Atomic Mass

An atomic mass is the mass of a single atom of a chemical element. the mass of an atom of a chemical element expressed in atomic mass units. It includes the masses of the 3 subatomic particles that make up an atom: protons, neutrons, and electrons. It is often assumed that atomic mass is the mass of an atom indicated in unified atomic mass units(u).

Atomic mass can be expressed in grams. It is roughly equal to the sum of the individual particle masses of an atom. However, because each atom has a very small mass, this is not very helpful. Instead, atomic mass is expressed in unified atomic mass units (unit symbol: u). 1 atomic mass unit is defined as 1/12 of the mass of a single carbon-12 atom. 1 u has a value of 1.660538921(73) × 10−27 kg.

A carbon-12 atom has a mass of 12 u. Because electrons are so light, we can say that the mass of a carbon-12 atom is made of 6 protons and 6 neutrons. Because the masses of protons and neutrons are almost exactly the same, we can say that both protons and neutrons have a mass of roughly 1 u. Hence, we can get a rough value of an atom’s mass in atomic mass units by working out the sum of the number of protons and the number of neutrons in the nucleus, which is called the mass number. The atomic mass of an atom is usually within 0.1 u of the mass number.

The number of protons an atom has determines what element it is. However, most elements in nature consist of atoms with different numbers of neutrons. An atom of an element with a certain number of neutrons is called an isotope. For example, the element chlorine has two common isotopes: chlorine-35 and chlorine-37. Both isotopes of chlorine have 17 protons, but chlorine-37 has 20 neutrons, 2 more neutrons than chlorine-35, which has 18. Each isotope has its own atomic mass, called its isotopic mass. In the case of chlorine, chlorine-35 has a mass of around 35 u, and chlorine-37 around 37 u.

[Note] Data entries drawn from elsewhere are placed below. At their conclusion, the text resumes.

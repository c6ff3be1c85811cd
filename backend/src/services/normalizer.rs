//! Canonical series construction: sort ascending by date, reject duplicate dates.

use log::debug;

use crate::error::{ForecastError, ForecastResult};
use crate::models::{Observation, Series};

/// Sort validated records and build a [`Series`].
///
/// Two records sharing a date are rejected rather than merged, since there is
/// no way to tell which value the caller meant.
pub fn normalize(mut records: Vec<Observation>) -> ForecastResult<Series> {
    records.sort_by_key(|o| o.ds);

    if let Some(pair) = records.windows(2).find(|w| w[0].ds == w[1].ds) {
        return Err(ForecastError::validation(format!(
            "duplicate date {} (values {} and {})",
            pair[0].ds, pair[0].y, pair[1].y
        )));
    }

    let series = Series::from_sorted(records)?;
    debug!(
        "normalized series: {} points from {} to {}",
        series.len(),
        series.first_date(),
        series.last_date()
    );
    Ok(series)
}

A relative isotopic mass is the mass of an isotope relative to 1/12 of the mass of a carbon-12 atom. In other words, a relative isotopic mass tells you the number of times an isotope of an element is heavier than one-twelfth of an atom of carbon-12. Mass numbers are always whole numbers with no units. Also, relative isotopic mass is not the same as isotopic mass, and relative atomic mass (also called atomic weight) is not the same as atomic mass. However, unlike isotopic mass, relative isotopic mass values have no units.